(Extracted records)
▬▬▬
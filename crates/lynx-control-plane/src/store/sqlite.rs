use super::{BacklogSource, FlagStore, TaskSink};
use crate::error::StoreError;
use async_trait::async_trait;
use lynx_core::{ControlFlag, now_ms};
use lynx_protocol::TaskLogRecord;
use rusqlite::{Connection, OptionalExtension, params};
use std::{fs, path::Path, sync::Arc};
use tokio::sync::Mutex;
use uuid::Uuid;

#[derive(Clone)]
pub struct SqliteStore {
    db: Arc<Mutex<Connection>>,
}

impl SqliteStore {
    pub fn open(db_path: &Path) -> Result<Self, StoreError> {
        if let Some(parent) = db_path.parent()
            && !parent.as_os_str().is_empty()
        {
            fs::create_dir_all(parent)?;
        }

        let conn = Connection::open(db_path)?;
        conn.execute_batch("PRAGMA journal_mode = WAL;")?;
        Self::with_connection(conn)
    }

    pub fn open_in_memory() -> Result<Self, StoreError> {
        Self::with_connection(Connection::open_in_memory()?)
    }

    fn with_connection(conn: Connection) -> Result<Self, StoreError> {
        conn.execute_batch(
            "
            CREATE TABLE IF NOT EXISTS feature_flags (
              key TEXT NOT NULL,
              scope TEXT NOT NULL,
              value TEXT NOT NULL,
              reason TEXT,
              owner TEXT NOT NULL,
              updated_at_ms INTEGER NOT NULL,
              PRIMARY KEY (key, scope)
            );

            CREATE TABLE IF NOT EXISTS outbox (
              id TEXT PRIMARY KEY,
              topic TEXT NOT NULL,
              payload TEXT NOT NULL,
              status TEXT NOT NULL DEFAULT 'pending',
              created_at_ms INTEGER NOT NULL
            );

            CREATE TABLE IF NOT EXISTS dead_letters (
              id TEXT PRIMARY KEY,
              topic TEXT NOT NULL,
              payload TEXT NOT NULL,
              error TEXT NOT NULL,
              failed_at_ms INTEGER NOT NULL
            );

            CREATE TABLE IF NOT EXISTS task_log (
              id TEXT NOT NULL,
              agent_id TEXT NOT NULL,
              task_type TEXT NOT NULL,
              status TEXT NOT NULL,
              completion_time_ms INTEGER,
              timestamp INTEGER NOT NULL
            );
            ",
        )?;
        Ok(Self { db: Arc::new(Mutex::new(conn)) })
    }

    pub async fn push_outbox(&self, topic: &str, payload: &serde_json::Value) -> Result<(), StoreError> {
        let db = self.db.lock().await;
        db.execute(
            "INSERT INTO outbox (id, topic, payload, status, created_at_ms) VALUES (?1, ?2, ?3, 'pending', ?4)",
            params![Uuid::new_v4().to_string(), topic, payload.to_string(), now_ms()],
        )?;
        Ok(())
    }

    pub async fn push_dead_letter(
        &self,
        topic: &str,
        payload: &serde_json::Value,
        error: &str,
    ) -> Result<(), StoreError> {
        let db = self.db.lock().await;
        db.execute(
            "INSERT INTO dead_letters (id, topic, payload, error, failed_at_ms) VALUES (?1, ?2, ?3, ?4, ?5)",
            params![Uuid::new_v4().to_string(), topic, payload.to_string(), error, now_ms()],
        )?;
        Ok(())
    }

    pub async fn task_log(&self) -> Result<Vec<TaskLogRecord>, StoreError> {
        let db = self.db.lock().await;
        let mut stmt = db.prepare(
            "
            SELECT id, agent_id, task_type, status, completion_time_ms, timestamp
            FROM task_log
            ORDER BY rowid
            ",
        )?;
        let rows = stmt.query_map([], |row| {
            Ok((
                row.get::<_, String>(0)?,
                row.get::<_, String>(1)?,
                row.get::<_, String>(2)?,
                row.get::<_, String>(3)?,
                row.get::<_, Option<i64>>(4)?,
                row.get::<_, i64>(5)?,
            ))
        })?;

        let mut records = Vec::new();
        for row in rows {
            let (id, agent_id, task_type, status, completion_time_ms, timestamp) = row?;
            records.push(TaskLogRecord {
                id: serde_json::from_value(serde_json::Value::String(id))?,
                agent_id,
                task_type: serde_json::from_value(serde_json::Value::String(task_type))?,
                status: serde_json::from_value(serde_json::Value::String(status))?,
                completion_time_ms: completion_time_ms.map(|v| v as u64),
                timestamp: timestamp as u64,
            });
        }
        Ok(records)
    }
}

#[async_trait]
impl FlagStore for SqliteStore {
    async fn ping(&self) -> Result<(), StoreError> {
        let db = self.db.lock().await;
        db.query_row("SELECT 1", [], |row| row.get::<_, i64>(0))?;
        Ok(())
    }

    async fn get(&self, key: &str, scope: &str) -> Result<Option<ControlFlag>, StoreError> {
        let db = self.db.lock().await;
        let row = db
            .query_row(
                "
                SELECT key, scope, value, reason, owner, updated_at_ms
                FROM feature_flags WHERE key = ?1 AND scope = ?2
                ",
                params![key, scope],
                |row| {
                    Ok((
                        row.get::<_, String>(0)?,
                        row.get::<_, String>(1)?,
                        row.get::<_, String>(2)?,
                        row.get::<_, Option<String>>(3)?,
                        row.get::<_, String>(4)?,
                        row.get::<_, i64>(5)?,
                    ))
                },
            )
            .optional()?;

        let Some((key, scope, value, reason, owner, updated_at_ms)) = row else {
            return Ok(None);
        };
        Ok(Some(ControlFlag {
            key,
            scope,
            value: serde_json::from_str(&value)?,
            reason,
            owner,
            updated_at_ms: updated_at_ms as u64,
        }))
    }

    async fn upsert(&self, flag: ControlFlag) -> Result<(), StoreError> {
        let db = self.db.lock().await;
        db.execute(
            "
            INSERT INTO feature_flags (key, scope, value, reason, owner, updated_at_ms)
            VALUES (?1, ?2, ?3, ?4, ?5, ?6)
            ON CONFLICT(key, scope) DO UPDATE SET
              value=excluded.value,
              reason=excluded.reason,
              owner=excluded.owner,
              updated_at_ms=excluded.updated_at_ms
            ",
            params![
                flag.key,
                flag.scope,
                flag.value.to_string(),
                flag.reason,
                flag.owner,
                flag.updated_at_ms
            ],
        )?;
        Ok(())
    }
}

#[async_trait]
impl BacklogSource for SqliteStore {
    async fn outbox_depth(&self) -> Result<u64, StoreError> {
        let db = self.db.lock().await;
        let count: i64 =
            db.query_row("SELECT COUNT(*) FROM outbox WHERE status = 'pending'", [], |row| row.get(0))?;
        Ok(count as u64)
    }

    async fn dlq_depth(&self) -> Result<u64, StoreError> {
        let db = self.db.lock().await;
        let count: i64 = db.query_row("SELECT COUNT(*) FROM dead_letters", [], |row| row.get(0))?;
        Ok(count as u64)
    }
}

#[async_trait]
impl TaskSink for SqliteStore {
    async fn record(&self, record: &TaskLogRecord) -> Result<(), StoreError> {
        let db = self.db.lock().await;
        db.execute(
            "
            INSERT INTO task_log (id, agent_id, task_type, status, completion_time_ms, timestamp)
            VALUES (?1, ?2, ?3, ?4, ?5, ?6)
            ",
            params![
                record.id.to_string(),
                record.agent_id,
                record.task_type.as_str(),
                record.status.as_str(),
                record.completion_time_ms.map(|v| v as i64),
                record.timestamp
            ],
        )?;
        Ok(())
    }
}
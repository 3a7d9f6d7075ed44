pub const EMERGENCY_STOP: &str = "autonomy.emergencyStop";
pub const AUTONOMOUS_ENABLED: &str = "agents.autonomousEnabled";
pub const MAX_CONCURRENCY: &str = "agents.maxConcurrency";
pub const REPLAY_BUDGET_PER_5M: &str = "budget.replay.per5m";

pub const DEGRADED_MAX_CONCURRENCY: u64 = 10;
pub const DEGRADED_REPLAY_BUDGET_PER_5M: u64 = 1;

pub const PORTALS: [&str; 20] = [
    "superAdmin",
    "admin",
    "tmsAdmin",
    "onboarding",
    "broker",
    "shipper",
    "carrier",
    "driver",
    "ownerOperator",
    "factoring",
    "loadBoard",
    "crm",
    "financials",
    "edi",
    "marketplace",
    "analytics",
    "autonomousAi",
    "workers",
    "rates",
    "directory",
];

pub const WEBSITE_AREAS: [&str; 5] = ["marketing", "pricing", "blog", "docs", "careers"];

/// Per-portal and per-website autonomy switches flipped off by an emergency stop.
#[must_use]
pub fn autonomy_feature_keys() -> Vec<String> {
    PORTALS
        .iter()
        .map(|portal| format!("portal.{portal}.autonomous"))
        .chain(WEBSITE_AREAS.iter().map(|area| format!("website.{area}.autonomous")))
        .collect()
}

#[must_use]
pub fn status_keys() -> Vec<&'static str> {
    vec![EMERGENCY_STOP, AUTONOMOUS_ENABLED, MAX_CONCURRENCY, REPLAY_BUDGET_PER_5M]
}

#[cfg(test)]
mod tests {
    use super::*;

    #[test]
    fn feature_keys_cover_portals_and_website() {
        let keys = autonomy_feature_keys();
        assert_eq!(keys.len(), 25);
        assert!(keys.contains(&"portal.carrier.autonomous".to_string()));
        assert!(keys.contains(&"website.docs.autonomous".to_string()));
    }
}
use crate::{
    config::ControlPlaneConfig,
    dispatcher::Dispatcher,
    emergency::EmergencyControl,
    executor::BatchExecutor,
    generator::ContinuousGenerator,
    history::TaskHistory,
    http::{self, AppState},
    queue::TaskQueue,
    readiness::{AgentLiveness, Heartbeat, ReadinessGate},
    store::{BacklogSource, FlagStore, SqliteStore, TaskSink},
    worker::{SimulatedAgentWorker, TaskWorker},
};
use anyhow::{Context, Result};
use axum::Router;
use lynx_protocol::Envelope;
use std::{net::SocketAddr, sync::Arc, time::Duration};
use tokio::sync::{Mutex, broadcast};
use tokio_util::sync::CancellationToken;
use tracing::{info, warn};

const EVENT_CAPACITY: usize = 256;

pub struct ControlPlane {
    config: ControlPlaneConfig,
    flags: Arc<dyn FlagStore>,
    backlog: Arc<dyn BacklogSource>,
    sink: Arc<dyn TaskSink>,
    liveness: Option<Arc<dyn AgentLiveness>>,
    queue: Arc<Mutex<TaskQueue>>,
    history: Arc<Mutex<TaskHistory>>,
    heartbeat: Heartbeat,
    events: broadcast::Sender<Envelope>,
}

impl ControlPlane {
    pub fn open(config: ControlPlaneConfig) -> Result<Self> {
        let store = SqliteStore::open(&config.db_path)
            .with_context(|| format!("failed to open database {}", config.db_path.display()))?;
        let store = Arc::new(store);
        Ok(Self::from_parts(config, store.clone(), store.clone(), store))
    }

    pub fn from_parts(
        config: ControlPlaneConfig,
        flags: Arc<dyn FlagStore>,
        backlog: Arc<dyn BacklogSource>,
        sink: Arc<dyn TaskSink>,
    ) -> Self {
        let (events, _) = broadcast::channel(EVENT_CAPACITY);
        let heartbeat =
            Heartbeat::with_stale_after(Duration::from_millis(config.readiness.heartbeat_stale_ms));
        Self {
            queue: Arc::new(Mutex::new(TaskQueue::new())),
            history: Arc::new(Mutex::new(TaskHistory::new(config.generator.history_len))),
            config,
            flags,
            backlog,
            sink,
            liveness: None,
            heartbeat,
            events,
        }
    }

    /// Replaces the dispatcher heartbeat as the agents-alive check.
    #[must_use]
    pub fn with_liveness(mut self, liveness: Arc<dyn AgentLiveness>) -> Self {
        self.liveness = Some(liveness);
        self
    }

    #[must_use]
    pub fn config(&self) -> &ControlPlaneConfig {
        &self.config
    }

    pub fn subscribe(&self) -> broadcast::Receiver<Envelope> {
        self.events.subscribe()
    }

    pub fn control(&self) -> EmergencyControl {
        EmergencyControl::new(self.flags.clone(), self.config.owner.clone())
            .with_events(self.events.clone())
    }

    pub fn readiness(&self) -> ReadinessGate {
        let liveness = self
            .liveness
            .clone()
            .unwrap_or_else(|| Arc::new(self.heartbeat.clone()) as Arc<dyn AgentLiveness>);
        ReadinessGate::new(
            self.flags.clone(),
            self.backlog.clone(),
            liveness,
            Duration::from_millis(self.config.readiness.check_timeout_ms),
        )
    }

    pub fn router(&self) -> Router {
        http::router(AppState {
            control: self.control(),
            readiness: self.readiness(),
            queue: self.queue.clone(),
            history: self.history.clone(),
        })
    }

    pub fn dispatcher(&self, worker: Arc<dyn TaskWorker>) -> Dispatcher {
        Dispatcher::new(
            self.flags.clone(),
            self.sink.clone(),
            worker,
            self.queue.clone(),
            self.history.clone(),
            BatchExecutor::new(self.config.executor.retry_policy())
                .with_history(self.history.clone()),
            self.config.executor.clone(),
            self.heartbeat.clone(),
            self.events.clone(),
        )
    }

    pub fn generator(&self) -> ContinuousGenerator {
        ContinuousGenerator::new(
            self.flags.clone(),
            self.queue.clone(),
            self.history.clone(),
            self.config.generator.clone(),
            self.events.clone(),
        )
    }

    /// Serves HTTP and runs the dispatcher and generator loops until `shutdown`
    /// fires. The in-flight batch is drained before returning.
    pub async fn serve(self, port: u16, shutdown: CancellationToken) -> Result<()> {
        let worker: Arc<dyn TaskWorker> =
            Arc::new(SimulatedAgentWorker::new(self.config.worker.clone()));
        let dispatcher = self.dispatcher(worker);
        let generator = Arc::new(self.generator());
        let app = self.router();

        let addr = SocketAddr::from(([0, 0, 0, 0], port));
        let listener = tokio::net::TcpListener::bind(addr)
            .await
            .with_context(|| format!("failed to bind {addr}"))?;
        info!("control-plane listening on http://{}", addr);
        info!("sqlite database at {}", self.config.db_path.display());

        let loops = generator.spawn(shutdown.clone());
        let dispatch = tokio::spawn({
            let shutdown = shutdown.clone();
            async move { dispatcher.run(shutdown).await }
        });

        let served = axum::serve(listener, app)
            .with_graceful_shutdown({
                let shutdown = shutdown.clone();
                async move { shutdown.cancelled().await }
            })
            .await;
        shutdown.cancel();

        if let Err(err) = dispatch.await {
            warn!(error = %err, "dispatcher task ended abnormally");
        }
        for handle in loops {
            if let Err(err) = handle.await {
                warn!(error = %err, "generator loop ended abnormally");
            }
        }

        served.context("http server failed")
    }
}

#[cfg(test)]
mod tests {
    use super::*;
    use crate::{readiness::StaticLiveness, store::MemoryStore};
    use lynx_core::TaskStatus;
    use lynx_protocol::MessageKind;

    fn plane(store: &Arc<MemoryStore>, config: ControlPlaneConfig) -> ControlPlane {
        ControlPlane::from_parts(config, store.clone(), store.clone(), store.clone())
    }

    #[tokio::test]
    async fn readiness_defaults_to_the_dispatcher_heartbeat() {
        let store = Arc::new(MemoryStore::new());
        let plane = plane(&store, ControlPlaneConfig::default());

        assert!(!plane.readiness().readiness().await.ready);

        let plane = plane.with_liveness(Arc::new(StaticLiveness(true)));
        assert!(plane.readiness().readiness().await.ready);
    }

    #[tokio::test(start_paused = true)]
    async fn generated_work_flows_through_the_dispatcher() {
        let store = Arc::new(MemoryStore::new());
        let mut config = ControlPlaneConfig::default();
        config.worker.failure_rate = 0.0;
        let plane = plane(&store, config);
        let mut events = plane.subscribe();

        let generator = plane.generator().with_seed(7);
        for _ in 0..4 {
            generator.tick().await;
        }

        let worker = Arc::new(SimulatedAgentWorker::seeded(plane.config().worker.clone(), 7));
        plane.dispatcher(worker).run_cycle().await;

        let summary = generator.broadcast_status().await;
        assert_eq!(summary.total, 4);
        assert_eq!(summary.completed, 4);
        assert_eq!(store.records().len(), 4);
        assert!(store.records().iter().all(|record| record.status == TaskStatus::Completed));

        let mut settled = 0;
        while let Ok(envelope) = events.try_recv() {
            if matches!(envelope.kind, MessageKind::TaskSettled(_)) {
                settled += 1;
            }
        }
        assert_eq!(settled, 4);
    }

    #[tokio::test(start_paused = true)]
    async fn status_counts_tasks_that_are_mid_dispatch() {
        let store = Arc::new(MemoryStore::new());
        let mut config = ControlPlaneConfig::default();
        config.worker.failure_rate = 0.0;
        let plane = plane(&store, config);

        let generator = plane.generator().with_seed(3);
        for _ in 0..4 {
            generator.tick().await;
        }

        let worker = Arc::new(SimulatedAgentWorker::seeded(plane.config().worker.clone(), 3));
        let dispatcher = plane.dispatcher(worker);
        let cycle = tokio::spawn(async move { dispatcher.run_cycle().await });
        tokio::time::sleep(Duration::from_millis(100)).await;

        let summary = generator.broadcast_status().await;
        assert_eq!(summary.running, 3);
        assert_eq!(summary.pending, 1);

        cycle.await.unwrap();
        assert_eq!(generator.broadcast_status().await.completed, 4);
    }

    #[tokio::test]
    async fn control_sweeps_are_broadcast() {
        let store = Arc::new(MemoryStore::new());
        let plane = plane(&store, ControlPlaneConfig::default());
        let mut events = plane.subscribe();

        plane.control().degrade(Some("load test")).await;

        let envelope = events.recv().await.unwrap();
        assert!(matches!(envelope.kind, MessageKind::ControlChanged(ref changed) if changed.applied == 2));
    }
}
▬▬▬
**Directions:** Using the records above, list each line that includes "BatchExecutor".

**Answer for this exercise:**
    executor::BatchExecutor,
            BatchExecutor::new(self.config.executor.retry_policy())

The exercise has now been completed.